In December 2019, the Greek Parliament approved, with a formidable majority of 288 out of 300 MPs, a bill that allowed Greeks of the diaspora to exercise their voting rights from their place of residence. Since 1975, Greece had stipulated the constitutional right for all its citizens abroad, to vote in national elections, provided they returned to Greece on the day of the elections. As such, the 2019 adoption of the law on the facilitation of the diasporic vote abroad, which defined the terms allowing for the exercise of this democratic right, was a pivotal moment in the political engagement of the Greek diaspora with their homeland.
The fact that this change took place 44 years after the right was first introduced in the Greek Constitution, is not a mere chronological coincidence but it had to do with a number of necessary and sufficient conditions which led to this change. We argue that the long post-2009 economic crisis in Greece, resulting into a new party-political landscape and a considerable wave of outward migration of Greece’s labour force of nearly half a million people, was a critical configuration which led the Greek political parties to embrace a more inclusionary interpretation of the diasporic vote.
The argument rests on three main propositions first, that the crisis acted as a “critical juncture” with a transformative potential; second, that the political parties were the central agents being the ones most affected by this change; and third, that the widespread international practice of the diasporic vote exercised normative pressure on Greece’s domestic to facilitate the diasporic vote abroad.
We argue that the post-1975/pre-2009 period being a long period of growth, remigration and bipartisan New Democracy/ PASOK political stability, through a convenient clientelistic practice of supporting the travel of expats to come to Greece to vote, did not provide sufficient pressure to develop and facilitate further the vote of diaspora, thus leading to an undemocratic practice of wider expat exclusion and mere selective inclusion.

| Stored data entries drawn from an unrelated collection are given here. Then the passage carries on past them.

//! Concatenation of accepted files into one delimited text buffer.

use crate::utils::format_size;

/// Width of the `=` rule framing each file header.
pub const DELIMITER_WIDTH: usize = 80;

/// Totals and content produced by one walk.
#[derive(Debug, Clone, Default, PartialEq, Eq)]
pub struct ProcessingOutcome {
    pub files_processed: usize,
    pub files_skipped: usize,
    pub content: String,
}

impl ProcessingOutcome {
    pub fn new() -> Self {
        Self::default()
    }

    /// Append one file block and count it as processed.
    pub fn append(&mut self, relative_path: &str, size_bytes: u64, content: &str) {
        let rule = "=".repeat(DELIMITER_WIDTH);
        self.content.push('\n');
        self.content.push_str(&rule);
        self.content.push('\n');
        self.content.push_str(&format!("File: {}\n", relative_path));
        self.content.push_str(&format!("Size: {}\n", format_size(size_bytes)));
        self.content.push_str(&rule);
        self.content.push_str("\n\n");
        self.content.push_str(content);
        self.content.push('\n');
        self.files_processed += 1;
    }

    pub fn skip(&mut self) {
        self.files_skipped += 1;
    }

    /// Close out the walk, warning when nothing was embedded.
    pub fn finish(self) -> Self {
        if self.no_files_processed() {
            tracing::warn!("No files were processed ({} skipped)", self.files_skipped);
        } else {
            tracing::info!(
                "Processed {} files, skipped {}",
                self.files_processed,
                self.files_skipped
            );
        }
        self
    }

    pub fn no_files_processed(&self) -> bool {
        self.files_processed == 0
    }
}
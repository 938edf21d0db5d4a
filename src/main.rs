//! repo-to-text: flatten a remote repository into one text file
//!
//! Clones the repository into a temporary directory, filters its files with
//! exclusion patterns plus size and binary checks, and writes the remaining
//! contents behind per-file headers.

use anyhow::Result;

mod cli;

fn main() -> Result<()> {
    cli::run()
}
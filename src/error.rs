//! Error types for repo-to-text.
//!
//! Every fatal condition funnels into [`Error`]. Per-file problems (a stat or
//! read failure, a malformed glob) are recovered where they happen and never
//! show up here.

use std::path::PathBuf;
use thiserror::Error;

/// Hint printed under clone failures.
pub const FETCH_HINT: &str = "\
  - check your network connection
  - make sure the repository exists and is public
  - double-check the owner/repo spelling and the requested ref";

/// Main error type for repo-to-text operations.
#[derive(Error, Debug)]
pub enum Error {
    /// The repository reference is missing or cannot be turned into a URL.
    #[error("Invalid repository reference '{reference}': {reason}")]
    InvalidReference { reference: String, reason: String },

    /// Cloning or checking out the repository failed.
    #[error("Failed to fetch {url}: {message}{}", hint.as_ref().map(|h| format!("\n  hint:\n{}", h)).unwrap_or_default())]
    Fetch { url: String, message: String, hint: Option<String> },

    /// The clone succeeded but contains no files.
    #[error("Repository {url} is empty")]
    EmptyRepository { url: String },

    /// The temporary download directory could not be created.
    #[error("Failed to create temporary directory {path}: {source}")]
    TempDir {
        path: PathBuf,
        #[source]
        source: std::io::Error,
    },

    /// An explicitly requested pattern file could not be read.
    #[error("Failed to read exclude pattern file {path}: {source}")]
    PatternFileUnreadable {
        path: PathBuf,
        #[source]
        source: std::io::Error,
    },

    /// A directory's entries could not be listed during the walk.
    #[error("Failed to list directory {path}: {source}")]
    ListDirectory {
        path: PathBuf,
        #[source]
        source: walkdir::Error,
    },

    /// The flattened output could not be persisted.
    #[error("Failed to write output to {path}: {source}")]
    WriteOutput {
        path: PathBuf,
        #[source]
        source: std::io::Error,
    },

    /// Configuration could not be assembled.
    #[error("Configuration error: {0}")]
    Config(#[from] Box<figment::Error>),

    /// A configuration value is outside its accepted range.
    #[error("Invalid configuration: {0}")]
    InvalidConfig(String),
}

impl Error {
    /// Build a [`Error::Fetch`] carrying the standard troubleshooting hint.
    pub fn fetch(url: impl Into<String>, message: impl Into<String>) -> Self {
        Error::Fetch { url: url.into(), message: message.into(), hint: Some(FETCH_HINT.to_string()) }
    }
}

impl From<figment::Error> for Error {
    fn from(err: figment::Error) -> Self {
        Error::Config(Box::new(err))
    }
}

/// Result alias used across the library.
pub type Result<T> = std::result::Result<T, Error>;

#[cfg(test)]
mod tests {
    use super::*;

    #[test]
    fn fetch_error_includes_multiline_hint() {
        let err = Error::fetch("https://github.com/a/b.git", "repository not found");
        let rendered = err.to_string();
        assert!(rendered.starts_with("Failed to fetch https://github.com/a/b.git: repository not found"));
        assert!(rendered.contains("hint:"));
        assert!(rendered.contains("network connection"));
        assert!(rendered.lines().count() > 2);
    }

    #[test]
    fn pattern_file_error_keeps_io_source() {
        let io = std::io::Error::new(std::io::ErrorKind::NotFound, "missing");
        let err = Error::PatternFileUnreadable { path: PathBuf::from("ignore.txt"), source: io };
        assert!(err.to_string().contains("ignore.txt"));
        assert!(std::error::Error::source(&err).is_some());
    }
}
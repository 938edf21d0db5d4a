//! Repository walking

pub mod walker;

pub use walker::{walk, TreeWalker};
//! Output rendering: the flattened text buffer and where it is written.

pub mod aggregate;
pub mod writer;

pub use aggregate::{ProcessingOutcome, DELIMITER_WIDTH};
pub use writer::{write_output, OutputTarget};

The earlier attempts to specify the law in 2001 and 2009 showed that the parliaments could not reach the 200 MPs majority which was needed to amend the constitution on the facilitation of the vote abroad
Based on discourse tracing of the parliamentary Hansard and selected media articles of the period 2009-2019, we notice how the expat vote became gradually a central reference point in the relationship between the Greek political parties and the diaspora, as a result of the increasing emigration which reached a peak in the years 2012 and 2015 and formed a potentially active political constituency that could not be ignored. While all parties agreed with the principle of facilitation of the expat vote with different arguments on the inclusionary nature of the process, the right-wing party of New Democracy was consistently the biggest advocate of the more inclusionary practice, assuming that the decreasing role of PASOK from the political landscape and ND’s more technocratic and conservative outlook, would rally the biggest portion of the diasporic vote; it therefore kept on bringing the matter to the parliamentary special committee on diaspora. But it was the government of SYRIZA, itself not espousing a very inclusionary approach on the issue, which was forced by circumstances, and with an interest in reforming the electoral system of the country, to convene in the autumn of 2018 a special committee to review the matter comprehensively leading to a rising debate on the issue among parties and in the Greek and diasporic press. The conduct of parallel European and national elections in 2019 brought about more external (transnational) pressure on the issue, given that Greek citizens abroad were facilitated to vote in European elections in their place of residence but not for the national elections. The rise of New Democracy in power in July 2019 led the new government to proceed with the adoption of the law among its principal priorities. The preparatory phase of law-making is indicative of all the horse-trading needed in order to reach the wider consensus on the issue.
The facilitation of the diasporic vote, even under the substantial number of restrictions and conditions that were adopted, redefined the relationship between the homeland and the diaspora but its impact remains to be seen in its implementation phase, in the number of expat registrations to vote abroad, as well as how the imposed restrictions will allow for a convincing facilitation or a mere facade.